Notifications are only triggered by `HARD` state changes and are then
re-sent defined by the `interval` attribute.
It may be reasonable to have a volatile service which stays in a `HARD`
state type if the service stays in a `NOT-OK` state. That way each
service recheck will automatically trigger a notification unless the
service is acknowledged or in a scheduled downtime.
## <a id="external-commands"></a> External Commands
Icinga 2 provides an external command pipe for processing commands
triggering specific actions (for example rescheduling a service check
through the web interface).
In order to enable the `ExternalCommandListener` configuration use the
following command and restart Icinga 2 afterwards:
# icinga2-enable-feature command
Icinga 2 creates the command pipe file as `/var/run/icinga2/cmd/icinga2.cmd`
using the default configuration.
Web interfaces and other Icinga addons are able to send commands to
Icinga 2 through the external command pipe, for example for rescheduling
a forced service check:
# /bin/echo "[`date +%s`] SCHEDULE_FORCED_SVC_CHECK;localhost;ping4;`date +%s`" >> /var/run/icinga2/cmd/icinga2.cmd
# tail -f /var/log/messages
Oct 17 15:01:25 icinga-server icinga2: Executing external command: [1382014885] SCHEDULE_FORCED_SVC_CHECK;localhost;ping4;1382014885
Oct 17 15:01:25 icinga-server icinga2: Rescheduling next check for service 'ping4'
By default the command pipe file is owned by the group `icingacmd` with read/write
permissions.

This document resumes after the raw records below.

//! Single-file copy engine
//!
//! Copies one file either with a whole-file call ([`CopyMode::Fast`]) or a
//! fixed-buffer streaming loop ([`CopyMode::Chunked`]). Content lands in a
//! uniquely named staging file next to the destination and is renamed into
//! place only once complete, so an interrupted copy never looks like a
//! finished one and no other file in the directory is touched.

use crate::config::{CopyMode, DEFAULT_CHUNK_SIZE};
use crate::error::{FileXferError, IoResultExt, Result};
use filetime::FileTime;
use std::fs::{File, Metadata};
use std::io::{ErrorKind, Read, Write};
use std::path::Path;
use std::time::{Duration, Instant};
use tempfile::NamedTempFile;

/// Suffix of in-flight staging files
pub const STAGING_SUFFIX: &str = ".fxpart";

/// Copy operation statistics
#[derive(Debug, Clone, Default)]
pub struct CopyStats {
    /// Bytes copied
    pub bytes_copied: u64,
    /// Duration of the copy
    pub duration: Duration,
    /// Throughput in bytes/second
    pub throughput: f64,
    /// Method used for copy
    pub method: CopyMode,
    /// Access/modification times applied to the destination
    pub times_preserved: bool,
}

impl CopyStats {
    /// Calculate throughput from bytes and duration
    pub fn calculate_throughput(&mut self) {
        if self.duration.as_secs_f64() > 0.0 {
            self.throughput = self.bytes_copied as f64 / self.duration.as_secs_f64();
        }
    }
}

/// Options for file copy operations
#[derive(Debug, Clone)]
pub struct CopyOptions {
    /// Transfer strategy
    pub mode: CopyMode,
    /// Buffer size for chunked copies
    pub chunk_size: usize,
    /// Apply the source's access/modification times
    pub preserve_times: bool,
    /// fsync the staging file before it is renamed into place
    pub sync: bool,
}

impl Default for CopyOptions {
    fn default() -> Self {
        Self {
            mode: CopyMode::Chunked,
            chunk_size: DEFAULT_CHUNK_SIZE,
            preserve_times: true,
            sync: false,
        }
    }
}

impl CopyOptions {
    /// Default options with the given mode
    pub fn with_mode(mode: CopyMode) -> Self {
        Self {
            mode,
            ..Default::default()
        }
    }
}

/// File copier
#[derive(Debug, Clone)]
pub struct FileCopier {
    options: CopyOptions,
}

impl FileCopier {
    /// Create a new file copier with the given options
    pub fn new(options: CopyOptions) -> Self {
        Self { options }
    }

    /// Create with default options
    pub fn default_copier() -> Self {
        Self::new(CopyOptions::default())
    }

    /// Options in use
    pub fn options(&self) -> &CopyOptions {
        &self.options
    }

    /// Copy `source` to `dest`, overwriting any existing file
    ///
    /// The destination's parent chain is created first. On error nothing is
    /// left under `dest` that was not there before.
    pub fn copy(&self, source: &Path, dest: &Path) -> Result<CopyStats> {
        let start = Instant::now();

        let metadata = std::fs::metadata(source).with_path(source)?;
        if !metadata.is_file() {
            return Err(FileXferError::NotAFile(source.to_path_buf()));
        }

        ensure_parent_dir(dest)?;

        // Dropping the staging file on any early return removes it.
        let mut staging = create_staging(dest)?;
        let (bytes_copied, times_preserved) = self.write_staging(source, &mut staging, &metadata)?;

        staging
            .persist(dest)
            .map_err(|e| FileXferError::io(dest, e.error))?;

        let mut stats = CopyStats {
            bytes_copied,
            duration: start.elapsed(),
            throughput: 0.0,
            method: self.options.mode,
            times_preserved,
        };
        stats.calculate_throughput();

        Ok(stats)
    }

    /// Fill the staging file and stamp it; returns (bytes, times applied)
    fn write_staging(
        &self,
        source: &Path,
        staging: &mut NamedTempFile,
        metadata: &Metadata,
    ) -> Result<(u64, bool)> {
        let bytes = match self.options.mode {
            CopyMode::Fast => self.copy_fast(source, staging)?,
            CopyMode::Chunked => {
                let bytes = self.copy_chunked(source, staging, metadata.len())?;
                // Staging files are created owner-only; carry the source's mode over.
                std::fs::set_permissions(staging.path(), metadata.permissions()).with_path(staging.path())?;
                bytes
            }
        };

        let times_preserved = self.options.preserve_times && preserve_times(metadata, staging.path());

        Ok((bytes, times_preserved))
    }

    /// Whole-file copy, kernel-assisted where the platform allows
    fn copy_fast(&self, source: &Path, staging: &NamedTempFile) -> Result<u64> {
        let dest = staging.path();
        let bytes = std::fs::copy(source, dest).map_err(|e| copy_error(source, dest, e))?;

        if self.options.sync {
            staging.as_file().sync_all().with_path(dest)?;
        }

        Ok(bytes)
    }

    /// Streaming copy through one reusable buffer
    fn copy_chunked(&self, source: &Path, staging: &mut NamedTempFile, size_hint: u64) -> Result<u64> {
        let dest = staging.path().to_path_buf();
        let mut reader = File::open(source).with_path(source)?;
        let writer = staging.as_file_mut();

        // Small files do not need the full chunk allocated.
        let capacity = usize::try_from(size_hint)
            .unwrap_or(usize::MAX)
            .clamp(1, self.options.chunk_size.max(1));
        let mut buffer = vec![0u8; capacity];
        let mut bytes_copied = 0u64;

        loop {
            let bytes_read = match reader.read(&mut buffer) {
                Ok(0) => break,
                Ok(n) => n,
                Err(e) if e.kind() == ErrorKind::Interrupted => continue,
                Err(e) => return Err(FileXferError::io(source, e)),
            };

            writer
                .write_all(&buffer[..bytes_read])
                .map_err(|e| FileXferError::io(&dest, e))?;

            bytes_copied += bytes_read as u64;
        }

        writer.flush().with_path(&dest)?;

        if self.options.sync {
            writer.sync_all().with_path(&dest)?;
        }

        Ok(bytes_copied)
    }
}

/// Create the parent directory chain of `path` if missing
pub fn ensure_parent_dir(path: &Path) -> Result<()> {
    if let Some(parent) = path.parent() {
        if !parent.as_os_str().is_empty() {
            std::fs::create_dir_all(parent).with_path(parent)?;
        }
    }
    Ok(())
}

/// Apply the source's access/modification times to `dest`
///
/// Best effort: failures are logged and reported as `false`.
pub fn preserve_times(source: &Metadata, dest: &Path) -> bool {
    let mtime = FileTime::from_last_modification_time(source);
    let atime = FileTime::from_last_access_time(source);

    match filetime::set_file_times(dest, atime, mtime) {
        Ok(()) => true,
        Err(e) => {
            tracing::debug!(path = %dest.display(), "Could not set timestamps: {}", e);
            false
        }
    }
}

/// Exclusively create a hidden staging file next to `dest`
///
/// The name is `.<name>.<random>.fxpart`; creation fails rather than reuse an
/// existing file, so staging never clobbers anything in the directory.
pub fn create_staging(dest: &Path) -> Result<NamedTempFile> {
    let name = dest
        .file_name()
        .ok_or_else(|| FileXferError::InvalidPath(dest.display().to_string()))?;

    let dir = match dest.parent() {
        Some(parent) if !parent.as_os_str().is_empty() => parent,
        _ => Path::new("."),
    };

    let mut prefix = std::ffi::OsString::from(".");
    prefix.push(name);
    prefix.push(".");

    let staging = tempfile::Builder::new()
        .prefix(&prefix)
        .suffix(STAGING_SUFFIX)
        .tempfile_in(dir)
        .with_path(dir)?;
    Ok(staging)
}

/// `std::fs::copy` does not say which side failed; attribute NotFound to the
/// source and everything else to the destination.
fn copy_error(source: &Path, dest: &Path, err: std::io::Error) -> FileXferError {
    if err.kind() == ErrorKind::NotFound && !source.exists() {
        FileXferError::io(source, err)
    } else {
        FileXferError::io(dest, err)
    }
}
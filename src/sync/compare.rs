//! Structural comparison of two trees
//!
//! A file is "missing" when its canonical relative path exists under the
//! origin and not under the destination. Nothing else is compared: a
//! destination file with the same path counts as synchronized even if its
//! size, age or content differ.

use crate::config::SyncSession;
use crate::error::Result;
use crate::fs::{FileSet, RelativePath, ScanConfig, Scanner, SkippedEntry};
use serde::Serialize;
use std::path::{Path, PathBuf};
use std::time::{Duration, Instant};

/// Origin-only paths, sorted lexicographically
///
/// A snapshot taken at analysis time; it does not follow later changes on
/// disk.
#[derive(Debug, Clone, Default, PartialEq, Eq, Serialize)]
#[serde(transparent)]
pub struct MissingSet {
    paths: Vec<RelativePath>,
}

impl MissingSet {
    /// `origin` minus `destination`
    pub fn diff(origin: &FileSet, destination: &FileSet) -> Self {
        let mut paths: Vec<RelativePath> = origin
            .iter()
            .filter(|path| !destination.contains(path))
            .cloned()
            .collect();
        paths.sort();

        Self { paths }
    }

    /// Number of missing files
    pub fn len(&self) -> usize {
        self.paths.len()
    }

    /// True when the destination already has every origin path
    pub fn is_empty(&self) -> bool {
        self.paths.is_empty()
    }

    /// Check membership
    pub fn contains(&self, path: &RelativePath) -> bool {
        self.paths.binary_search(path).is_ok()
    }

    /// Iterate in lexicographic order
    pub fn iter(&self) -> std::slice::Iter<'_, RelativePath> {
        self.paths.iter()
    }

    /// Sorted paths
    pub fn as_slice(&self) -> &[RelativePath] {
        &self.paths
    }

    /// Consume into the sorted path list
    pub fn into_vec(self) -> Vec<RelativePath> {
        self.paths
    }
}

impl<'a> IntoIterator for &'a MissingSet {
    type Item = &'a RelativePath;
    type IntoIter = std::slice::Iter<'a, RelativePath>;

    fn into_iter(self) -> Self::IntoIter {
        self.paths.iter()
    }
}

/// Shorthand for [`MissingSet::diff`]
pub fn diff(origin: &FileSet, destination: &FileSet) -> MissingSet {
    MissingSet::diff(origin, destination)
}

/// Result of comparing two trees
#[derive(Debug, Clone, Serialize)]
pub struct SyncAnalysis {
    /// Origin root
    pub origin: PathBuf,
    /// Destination root
    pub destination: PathBuf,
    /// Files under origin
    pub origin_count: usize,
    /// Files under destination
    pub dest_count: usize,
    /// Origin files already present by path in destination
    pub already_present: usize,
    /// Files to copy
    pub missing: MissingSet,
    /// Entries left out of either scan
    pub skipped: Vec<SkippedEntry>,
    /// Time spent indexing and diffing
    pub duration: Duration,
}

impl SyncAnalysis {
    /// Check if there is anything to copy
    pub fn has_changes(&self) -> bool {
        !self.missing.is_empty()
    }

    /// Print summary
    pub fn print_summary(&self) {
        println!("=== Analysis ===");
        println!("Origin:            {}", self.origin.display());
        println!("Destination:       {}", self.destination.display());
        println!("Origin files:      {}", self.origin_count);
        println!("Destination files: {}", self.dest_count);
        println!("Already present:   {}", self.already_present);
        println!("Missing:           {}", self.missing.len());
        println!("Duration:          {:.2?}", self.duration);

        if !self.skipped.is_empty() {
            println!("\nSkipped while indexing: {}", self.skipped.len());
            for entry in &self.skipped {
                println!("  {} - {}", entry.path.display(), entry.reason);
            }
        }
    }
}

/// Indexes two trees and computes what the destination lacks
pub struct Comparator {
    scanner: Scanner,
}

impl Comparator {
    /// Create with the given scan settings
    pub fn new(scan_config: ScanConfig) -> Result<Self> {
        Ok(Self {
            scanner: Scanner::new(scan_config)?,
        })
    }

    /// Create with scan settings taken from a session
    pub fn for_session(session: &SyncSession) -> Result<Self> {
        Self::new(ScanConfig {
            follow_symlinks: session.follow_symlinks,
            max_depth: None,
            exclude_patterns: session.exclude_patterns.clone(),
            policy: session.traversal,
        })
    }

    /// Index both trees and diff them
    ///
    /// Both scans run on the rayon pool; the call returns once both are done.
    /// Any indexing failure of either tree aborts the analysis.
    pub fn analyze(&self, origin: &Path, destination: &Path) -> Result<SyncAnalysis> {
        let start_time = Instant::now();

        let (origin_set, dest_set) = rayon::join(
            || self.scanner.scan(origin),
            || self.scanner.scan(destination),
        );
        let origin_set = origin_set?;
        let dest_set = dest_set?;

        let missing = MissingSet::diff(&origin_set, &dest_set);

        let mut skipped = origin_set.skipped.clone();
        skipped.extend(dest_set.skipped.iter().cloned());

        tracing::info!(
            origin = origin_set.len(),
            destination = dest_set.len(),
            missing = missing.len(),
            "Analysis complete"
        );

        Ok(SyncAnalysis {
            origin: origin.to_path_buf(),
            destination: destination.to_path_buf(),
            origin_count: origin_set.len(),
            dest_count: dest_set.len(),
            already_present: origin_set.len() - missing.len(),
            missing,
            skipped,
            duration: start_time.elapsed(),
        })
    }
}

/// Missing paths between two trees with default scan settings
pub fn get_missing_files(origin: &Path, destination: &Path) -> Result<MissingSet> {
    let comparator = Comparator::new(ScanConfig::default())?;
    Ok(comparator.analyze(origin, destination)?.missing)
}
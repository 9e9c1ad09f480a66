//! Product sync and catalog route handlers.

use axum::{
    Json,
    extract::{Path, Query, State},
};
use orgsite_core::{CatalogProduct, PrintfulProductId, SyncOutcome};
use rust_decimal::Decimal;
use serde::{Deserialize, Serialize};

use crate::error::{AppError, Result};
use crate::printful::ProductDetail;
use crate::services::product_sync::{self, SyncOptions};
use crate::state::AppState;

/// Response of `POST /sync-products`.
#[derive(Debug, Serialize)]
pub struct SyncResponse {
    pub success: bool,
    pub message: String,
    pub products: Vec<SyncOutcome>,
}

/// Response of `GET /sync-products`.
#[derive(Debug, Serialize)]
pub struct CatalogResponse {
    pub success: bool,
    pub products: Vec<CatalogProduct>,
}

/// Response of `GET /sync-products/{id}`.
#[derive(Debug, Serialize)]
pub struct DetailResponse {
    pub success: bool,
    #[serde(flatten)]
    pub product: ProductDetail,
}

/// Response of `GET /sync-products/price`.
#[derive(Debug, Serialize)]
pub struct PriceResponse {
    pub success: bool,
    #[serde(with = "rust_decimal::serde::float")]
    pub price: Decimal,
}

/// Query for `GET /sync-products/price`.
#[derive(Debug, Default, Deserialize)]
#[serde(rename_all = "camelCase")]
pub struct PriceQuery {
    pub product_id: Option<String>,
}

/// Mirror the Printful catalog into Stripe.
///
/// # Route
///
/// `POST /sync-products`
///
/// # Errors
///
/// 400 without a Printful key, 500 without a Stripe key or if the catalog
/// cannot be read.
pub async fn sync(State(state): State<AppState>) -> Result<Json<SyncResponse>> {
    let options = SyncOptions {
        concurrency: state.config().sync_concurrency,
    };
    let products = product_sync::sync_all_products(state.printful(), state.stripe(), options).await?;

    Ok(Json(SyncResponse {
        success: true,
        message: product_sync::sync_summary(&products),
        products,
    }))
}

/// List the full catalog.
///
/// # Route
///
/// `GET /sync-products`
///
/// # Errors
///
/// 400 without a Printful key, 500 if any Printful call fails.
pub async fn catalog(State(state): State<AppState>) -> Result<Json<CatalogResponse>> {
    let products = product_sync::get_catalog(state.printful()).await?;
    Ok(Json(CatalogResponse {
        success: true,
        products,
    }))
}

/// Fetch one product with its variants.
///
/// # Route
///
/// `GET /sync-products/{id}`
///
/// # Errors
///
/// 400 for a non-integer id or a missing key, 500 if Printful fails.
pub async fn detail(
    State(state): State<AppState>,
    Path(id): Path<String>,
) -> Result<Json<DetailResponse>> {
    let id = parse_product_id(&id)?;
    let product = product_sync::get_product_detail(state.printful(), id).await?;
    Ok(Json(DetailResponse {
        success: true,
        product,
    }))
}

/// Resolve a product's retail price.
///
/// # Route
///
/// `GET /sync-products/price?productId=`
///
/// # Errors
///
/// 400 for a missing or invalid id, 500 when Printful has no price.
pub async fn price(
    State(state): State<AppState>,
    Query(query): Query<PriceQuery>,
) -> Result<Json<PriceResponse>> {
    let raw = query
        .product_id
        .filter(|id| !id.trim().is_empty())
        .ok_or_else(|| AppError::Validation("productId is required".to_string()))?;
    let id = parse_product_id(&raw)?;

    let price = product_sync::get_retail_price(state.printful(), id).await?;
    Ok(Json(PriceResponse {
        success: true,
        price,
    }))
}

fn parse_product_id(raw: &str) -> Result<PrintfulProductId> {
    raw.parse::<PrintfulProductId>()
        .map_err(|_| AppError::Validation(format!("Invalid product id: {raw}")))
}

Add your webserver's user to the group `icingacmd` to
enable sending commands to Icinga 2 through your web interface:
# usermod -G -a icingacmd www-data
Debian packages use `nagios` as the default user and group name. Therefore change `icingacmd` to
`nagios`. The webserver's user is different between distributions as well.
### <a id="external-command-list"></a> External Command List
A list of currently supported external commands can be found [here](#external-commands-list-detail).
Detailed information on the commands and their required parameters can be found
on the [Icinga 1.x documentation](http://docs.icinga.org/latest/en/extcommands2.html).
## <a id="logging"></a> Logging
Icinga 2 supports three different types of logging:
* File logging
* Syslog (on *NIX-based operating systems)
* Console logging (`STDOUT` on tty)
You can enable additional loggers using the `icinga2-enable-feature`
and `icinga2-disable-feature` commands to configure loggers:
Feature | Description
---------|------------
debuglog | Debug log (path: `/var/log/icinga2/debug.log`, severity: `debug` or higher)
mainlog | Main log (path: `/var/log/icinga2/icinga2.log`, severity: `information` or higher)
syslog | Syslog (severity: `warning` or higher)
By default file the `mainlog` feature is enabled. When running Icinga 2
on a terminal log messages with severity `information` or higher are
written to the console.
## <a id="performance-data"></a> Performance Data
When a host or service check is executed plugins should provide so-called
`performance data`. Next to that additional check performance data
can be fetched using Icinga 2 runtime macros such as the check latency
or the current service state (or additional custom attributes).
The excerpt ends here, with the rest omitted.